OK but there are actually great uses for blockchain that are completely disconnected from anything you typically see

For example, banks may begin using blockchain for maintaining their internal ledgers. It will help solve a ton of issues around reconciling the transactions from all over the globe

Blockchain has reasonable uses. Really good ones. Crypto and nft bros just completely ruined the image of it

EDIT: I love all the comments demonstrating how little people understand about blockchain. Bitcoin was not the first blockchain, nor is its design the only type of blockchain. Assuming that all blockchain looks like the crypto/nft paradigm is just showing your ignorance.

https://www.vice.com/en/article/j5nzx4/what-was-the-first-blockchain

[–] [email protected] 126 points 1 year ago (3 children)

Blockchain is only potentially useful if there’s no single entity that can be trusted. If banks can’t even trust themselves to manage their own internal ledgers, they have much bigger problems to deal with.

[–] [email protected] 32 points 1 year ago (3 children)

Trustless systems aren’t a bad thing that has to step in when the good thing fails. Trustless systems are inherently better because you don’t have to trust a bank (or anyone for that matter).

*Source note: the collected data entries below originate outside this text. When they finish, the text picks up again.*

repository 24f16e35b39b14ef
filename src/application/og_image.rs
//! Generate-or-serve orchestration for Open Graph cards.

use std::{sync::Arc, time::Duration, time::Instant};

use bytes::Bytes;
use metrics::{counter, histogram};
use thiserror::Error;
use tracing::{info, warn};

use crate::application::metadata::MetadataTable;
use crate::application::render::{RenderError, RenderRequest, Renderer};
use crate::cache::{ArtifactStore, CacheKey, DEFAULT_ARTIFACT_TTL_SECS};

const SOURCE: &str = "application::og_image";

pub(crate) const METRIC_CACHE_HIT: &str = "ogcache_cache_hit_total";
pub(crate) const METRIC_CACHE_MISS: &str = "ogcache_cache_miss_total";
pub(crate) const METRIC_STORE_ERROR: &str = "ogcache_store_error_total";
pub(crate) const METRIC_RENDER_ERROR: &str = "ogcache_render_error_total";
pub(crate) const METRIC_RENDER_MS: &str = "ogcache_render_ms";

/// Immutable per-process state shared by every request.
#[derive(Debug)]
pub struct OgContext {
    pub table: MetadataTable,
    /// Site title rendered on every card.
    pub brand: String,
}

impl OgContext {
    pub fn new(table: MetadataTable, brand: impl Into<String>) -> Self {
        Self {
            table,
            brand: brand.into(),
        }
    }
}

#[derive(Debug, Error)]
pub enum GenerateError {
    #[error("missing content identifier")]
    MissingIdentifier,
    #[error(transparent)]
    Render(#[from] RenderError),
}

/// Where the returned bytes came from.
#[derive(Debug, Clone, Copy, PartialEq, Eq)]
pub enum ArtifactSource {
    Cache,
    Rendered,
}

impl ArtifactSource {
    pub fn as_str(&self) -> &'static str {
        match self {
            ArtifactSource::Cache => "hit",
            ArtifactSource::Rendered => "miss",
        }
    }
}

#[derive(Debug, Clone)]
pub struct OgImage {
    pub key: CacheKey,
    pub bytes: Bytes,
    pub source: ArtifactSource,
}

/// Resolves metadata, consults the artifact store and renders on a miss.
///
/// There is no request coalescing: concurrent misses on one key each render and write.
pub struct OgImageService {
    context: Arc<OgContext>,
    store: Arc<dyn ArtifactStore>,
    renderer: Arc<dyn Renderer>,
    ttl: Duration,
}

impl OgImageService {
    pub fn new(
        context: Arc<OgContext>,
        store: Arc<dyn ArtifactStore>,
        renderer: Arc<dyn Renderer>,
    ) -> Self {
        Self {
            context,
            store,
            renderer,
            ttl: Duration::from_secs(DEFAULT_ARTIFACT_TTL_SECS),
        }
    }

    pub fn with_ttl(mut self, ttl: Duration) -> Self {
        self.ttl = ttl;
        self
    }

    pub fn context(&self) -> &OgContext {
        &self.context
    }

    /// Cache key the given identifier maps to under the current table.
    pub fn cache_key(&self, identifier: &str) -> CacheKey {
        let resolved = self.context.table.resolve(identifier);
        CacheKey::for_record(resolved.identifier, resolved.record)
    }

    pub async fn generate(&self, identifier: &str) -> Result<OgImage, GenerateError> {
        if identifier.trim().is_empty() {
            return Err(GenerateError::MissingIdentifier);
        }

        let resolved = self.context.table.resolve(identifier);
        let key = CacheKey::for_record(resolved.identifier, resolved.record);

        match self.store.lookup(&key).await {
            Ok(Some(bytes)) => {
                counter!(METRIC_CACHE_HIT).increment(1);
                info!(
                    target = SOURCE,
                    op = "generate",
                    result = "cache_hit",
                    identifier,
                    cache_key = %key,
                    bytes = bytes.len(),
                    "Serving cached OG image"
                );
                return Ok(OgImage {
                    key,
                    bytes,
                    source: ArtifactSource::Cache,
                });
            }
            Ok(None) => {}
            Err(err) => {
                counter!(METRIC_STORE_ERROR, "op" => "lookup").increment(1);
                warn!(
                    target = SOURCE,
                    op = "generate",
                    result = "lookup_error",
                    cache_key = %key,
                    error = %err,
                    "Artifact lookup failed; rendering instead"
                );
            }
        }
        counter!(METRIC_CACHE_MISS).increment(1);

        let request = RenderRequest::new(
            self.context.brand.clone(),
            resolved.record.title.clone(),
            resolved.record.description.clone(),
        );

        let started_at = Instant::now();
        let bytes = match self.renderer.render(&request).await {
            Ok(bytes) => bytes,
            Err(err) => {
                counter!(METRIC_RENDER_ERROR).increment(1);
                warn!(
                    target = SOURCE,
                    op = "generate",
                    result = "render_error",
                    cache_key = %key,
                    elapsed_ms = started_at.elapsed().as_millis() as u64,
                    error = %err,
                    "OG image render failed"
                );
                return Err(err.into());
            }
        };
        let elapsed = started_at.elapsed();
        histogram!(METRIC_RENDER_MS).record(elapsed.as_secs_f64() * 1000.0);

        info!(
            target = SOURCE,
            op = "generate",
            result = "rendered",
            identifier,
            fallback = resolved.is_fallback(&self.context.table),
            cache_key = %key,
            elapsed_ms = elapsed.as_millis() as u64,
            bytes = bytes.len(),
            "Rendered OG image"
        );

        if let Err(err) = self.store.store(&key, bytes.clone(), self.ttl).await {
            counter!(METRIC_STORE_ERROR, "op" => "store").increment(1);
            warn!(
                target = SOURCE,
                op = "generate",
                result = "store_error",
                cache_key = %key,
                error = %err,
                "Failed to cache rendered OG image"
            );
        }

        Ok(OgImage {
            key,
            bytes,
            source: ArtifactSource::Rendered,
        })
    }
}
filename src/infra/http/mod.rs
mod middleware;
mod public;

pub use public::{HttpState, build_router};

/// Response header carrying the artifact outcome (`hit` or `miss`).
pub(crate) const OG_CACHE_HEADER: &str = "x-og-cache";
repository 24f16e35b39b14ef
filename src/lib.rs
//! Request-time Open Graph image cache.
//!
//! Metadata for a page path is resolved from a static table, fingerprinted into a cache key
//! and looked up in an artifact store; misses are rendered by an external program and stored.

pub mod application;
pub mod cache;
pub mod config;
pub mod domain;
pub mod infra;
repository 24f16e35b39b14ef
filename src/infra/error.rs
use thiserror::Error;

#[derive(Debug, Error)]
pub enum InfraError {
    #[error("io error: {0}")]
    Io(#[from] std::io::Error),
    #[error("telemetry initialization failed: {0}")]
    Telemetry(String),
    #[error("configuration error: {message}")]
    Configuration { message: String },
}

impl InfraError {
    pub fn configuration(message: impl Into<String>) -> Self {
        Self::Configuration {
            message: message.into(),
        }
    }

    pub fn telemetry(message: impl Into<String>) -> Self {
        Self::Telemetry(message.into())
    }
}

Additionally, ledgers can be gamed/corrupted/falsified. This is significantly more complex (bordering on impossible) on the blockchain.

https://youtu.be/bBC-nXj3Ng4

[–] [email protected] 44 points 1 year ago (1 children)

There are often easier, more reliable, and far cheaper ways to achieve the same things without using a blockchain. Some of the principles are even used in normal web browsing to ensure secure untampered connections.

Blockchain just solves a subproblem that only arises when there’s no appointed central entity.

[–] [email protected] 5 points 1 year ago

Blockchains aren't hard, unreliable or expensive

[–] [email protected] 5 points 1 year ago (3 children)

Cryptocurrency Ledgers can be corrupted?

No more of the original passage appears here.